Das Bücherzimmer

Das Bücherzimmer
Das Bücherzimmer

"Das Bücherzimmer", Rosemarie Marschner, 2004, Deutscher Taschenbuch Verlag

 

Dieser Roman erzählt die Geschichte der jungen Österreicherin Marie Zweisam, die auf dem Land aufwächst, aber aus Not bereits im Alter von vierzehn Jahren eine Stelle als Hausmädchen in der Stadt Linz annehmen muss. In dem vornehmen Haushalt ihrer Arbeitgeber bekommt sie die Gelegenheit, regelmäßig Zeitungen und Bücher zu lesen, was ihr mehr Bildung verschafft, als man einem Hausmädchen damals eigentlich zugestand. Die unehelich geborene Marie muss allerdings ihre Arbeitsstelle aufgeben, als ihre Mutter im Sterben liegt. Später heiratet sie aus Einsamkeit den jungen Bäcker Franz, obwohl sie einen anderen Mann liebt. Dadurch scheinen ihre Chancen vernichtet zu sein, jemals ein selbstbestimmtes Leben zu führen und ihre intellektuellen Bedürfnisse auszuleben. Es wird fesselnd erzählt, wie sich für Marie am Ende doch noch alles zum Guten wendet.

 

Rosemarie Marschner hat ihre Erzählung in einer interessanten Zeit angesiedelt, und zwar kurz vor dem zweiten Weltkrieg. Der Anschluss Österreichs an das deutsche Reich wird am Beispiel der Stadt Linz und des Dorfes St. Peter anschaulich dargestellt.
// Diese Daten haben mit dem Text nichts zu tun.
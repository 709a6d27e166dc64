//! Upload sessions waiting for their push confirmation.
//!
//! The registry is a small actor. The pipeline and the push listener only
//! talk to it through a command queue, so a confirmation is matched against
//! exactly the sessions registered before it in queue order.

use crate::error::{Result, SyncError};
use feedsync_common::model::{Id, post::PostMarker};
use std::collections::{HashMap, VecDeque};
use tokio::sync::{mpsc, oneshot, watch};
use tracing::{debug, trace};

const COMMAND_CAPACITY: usize = 32;

/// How many unmatched announcements are remembered for late registration.
pub const RECENT_ANNOUNCEMENTS: usize = 64;

#[derive(Debug)]
enum Command {
    Register {
        post_id: Id<PostMarker>,
        reply: oneshot::Sender<Registration>,
    },
    Announce {
        post_id: Id<PostMarker>,
        reply: oneshot::Sender<bool>,
    },
    Forget {
        post_id: Id<PostMarker>,
        reply: oneshot::Sender<bool>,
    },
}

#[derive(Debug)]
pub enum Registration {
    /// Resolves when the post is announced. Dropped if the session is forgotten.
    Pending(oneshot::Receiver<()>),
    /// The announcement arrived before the session was registered.
    AlreadyAnnounced,
}

#[derive(Clone, Debug)]
pub struct SessionRegistry {
    commands: mpsc::Sender<Command>,
    pending: watch::Receiver<usize>,
}

impl SessionRegistry {
    /// Spawns the actor. It runs until every handle is dropped.
    #[must_use]
    pub fn spawn() -> Self {
        let (commands, receiver) = mpsc::channel(COMMAND_CAPACITY);
        let (pending_sender, pending) = watch::channel(0);

        tokio::spawn(run(receiver, pending_sender));

        Self { commands, pending }
    }

    /// A handle whose actor is already gone.
    #[cfg(test)]
    pub(crate) fn closed() -> Self {
        let (commands, _) = mpsc::channel(1);
        let (_, pending) = watch::channel(0);
        Self { commands, pending }
    }

    async fn send(&self, command: Command) -> Result<()> {
        self.commands
            .send(command)
            .await
            .map_err(|_| SyncError::RegistryClosed)
    }

    pub async fn register(&self, post_id: Id<PostMarker>) -> Result<Registration> {
        let (reply, response) = oneshot::channel();
        self.send(Command::Register { post_id, reply }).await?;
        response.await.map_err(|_| SyncError::RegistryClosed)
    }

    /// Reports a published post. Returns whether a local session was waiting for it.
    pub async fn announce(&self, post_id: Id<PostMarker>) -> Result<bool> {
        let (reply, response) = oneshot::channel();
        self.send(Command::Announce { post_id, reply }).await?;
        response.await.map_err(|_| SyncError::RegistryClosed)
    }

    /// Stops waiting for `post_id`. Returns whether it was still registered.
    pub async fn forget(&self, post_id: Id<PostMarker>) -> Result<bool> {
        let (reply, response) = oneshot::channel();
        self.send(Command::Forget { post_id, reply }).await?;
        response.await.map_err(|_| SyncError::RegistryClosed)
    }

    /// Number of sessions waiting for confirmation.
    #[must_use]
    pub fn pending_count(&self) -> usize {
        *self.pending.borrow()
    }
}

async fn run(mut commands: mpsc::Receiver<Command>, pending: watch::Sender<usize>) {
    let mut sessions: HashMap<Id<PostMarker>, oneshot::Sender<()>> = HashMap::new();
    let mut recent: VecDeque<Id<PostMarker>> = VecDeque::with_capacity(RECENT_ANNOUNCEMENTS);

    while let Some(command) = commands.recv().await {
        trace!(?command, "Registry command");
        match command {
            Command::Register { post_id, reply } => {
                let registration = if let Some(index) = recent.iter().position(|id| *id == post_id) {
                    recent.remove(index);
                    debug!(%post_id, "Session registered after its announcement");
                    Registration::AlreadyAnnounced
                } else {
                    let (confirm, confirmed) = oneshot::channel();
                    sessions.insert(post_id, confirm);
                    Registration::Pending(confirmed)
                };
                pending.send_replace(sessions.len());
                let _ = reply.send(registration);
            }
            Command::Announce { post_id, reply } => {
                let matched = match sessions.remove(&post_id) {
                    Some(confirm) => {
                        let _ = confirm.send(());
                        true
                    }
                    None => {
                        if recent.len() == RECENT_ANNOUNCEMENTS {
                            recent.pop_front();
                        }
                        recent.push_back(post_id);
                        false
                    }
                };
                pending.send_replace(sessions.len());
                let _ = reply.send(matched);
            }
            Command::Forget { post_id, reply } => {
                let removed = sessions.remove(&post_id).is_some();
                pending.send_replace(sessions.len());
                let _ = reply.send(removed);
            }
        }
    }

    debug!("Session registry stopped");
}

#[cfg(test)]
mod tests {
    use crate::upload::registry::{Registration, SessionRegistry};
    use feedsync_common::model::Id;

    #[tokio::test]
    async fn announcement_confirms_registered_session() {
        let registry = SessionRegistry::spawn();

        let Registration::Pending(confirmed) =
            registry.register(Id::new_unchecked("p42")).await.unwrap()
        else {
            panic!("expected a pending registration");
        };
        assert_eq!(registry.pending_count(), 1);

        assert!(!registry.announce(Id::new_unchecked("p99")).await.unwrap());
        assert!(registry.announce(Id::new_unchecked("p42")).await.unwrap());
        confirmed.await.unwrap();
        assert_eq!(registry.pending_count(), 0);

        assert!(!registry.announce(Id::new_unchecked("p42")).await.unwrap());
    }

    #[tokio::test]
    async fn late_registration_is_confirmed_immediately() {
        let registry = SessionRegistry::spawn();

        assert!(!registry.announce(Id::new_unchecked("p42")).await.unwrap());
        assert!(matches!(
            registry.register(Id::new_unchecked("p42")).await.unwrap(),
            Registration::AlreadyAnnounced
        ));
        assert_eq!(registry.pending_count(), 0);
    }

    #[tokio::test]
    async fn forgotten_sessions_are_not_confirmed() {
        let registry = SessionRegistry::spawn();

        let Registration::Pending(confirmed) =
            registry.register(Id::new_unchecked("p42")).await.unwrap()
        else {
            panic!("expected a pending registration");
        };
        assert!(registry.forget(Id::new_unchecked("p42")).await.unwrap());
        assert!(!registry.forget(Id::new_unchecked("p42")).await.unwrap());

        assert!(confirmed.await.is_err());
        assert!(!registry.announce(Id::new_unchecked("p42")).await.unwrap());
    }
}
Es ist einfach faszinierend, welche Erwartungen ein Großteil der Bevölkerung an die neuen Machthaber aus Deutschland hatte. Viele Menschen waren wirklich der Meinung, durch das Nazi-Regime würde alles besser werden, eine Meinung, die insofern verständlich ist, dass die Nazis bekanntlich nicht mit falschen Versprechungen sparten. Beklemmend klar zeigt Rosemarie Marschner, wie die Nazis ihr diktatorisches Regime in Österreich installierten, sobald sie es besetzt hatten, und wie sofort die Unterdrückung und Enteignung der jüdischen Bevölkerung begann. Diese fast dokumentarisch anmutende Rahmenhandlung ist beinahe interessanter als die Haupthandlung um Marie Zweisam. Der Charakter der Marie ist so perfekt, dass man beim besten Willen nicht mit ihr warm wird: Sie sieht äußerst vorteilhaft aus, daneben ist sie überaus intelligent, extrem sportlich, charakterlich einwandfrei und von unantastbarer Integrität, was dazu führt, dass sie die braunen Machthaber natürlich sofort durchschaut und ihnen gegenüber unerschrocken ihre, Maries, anständigen Ansichten verteidigt. Dies alles zusammen wirkt dann doch etwas zu dick aufgetragen. Als Gegenspielerin hat die Autorin dafür den überaus abstoßenden Charakter der Emmi Janus erschaffen. Diese Frau ist in ihrer absoluten Skrupellosigkeit und ihrem Opportunismus, der sie sofort in die Arme der Nazi-Machthaber treibt, so widerwärtig, dass es wirklich ein Vergnügen ist, diese beiden Charaktere aufeinanderprallen zu sehen. Dadurch wird „Das Bücherzimmer“ zu einem höchst lesenswerten Buch.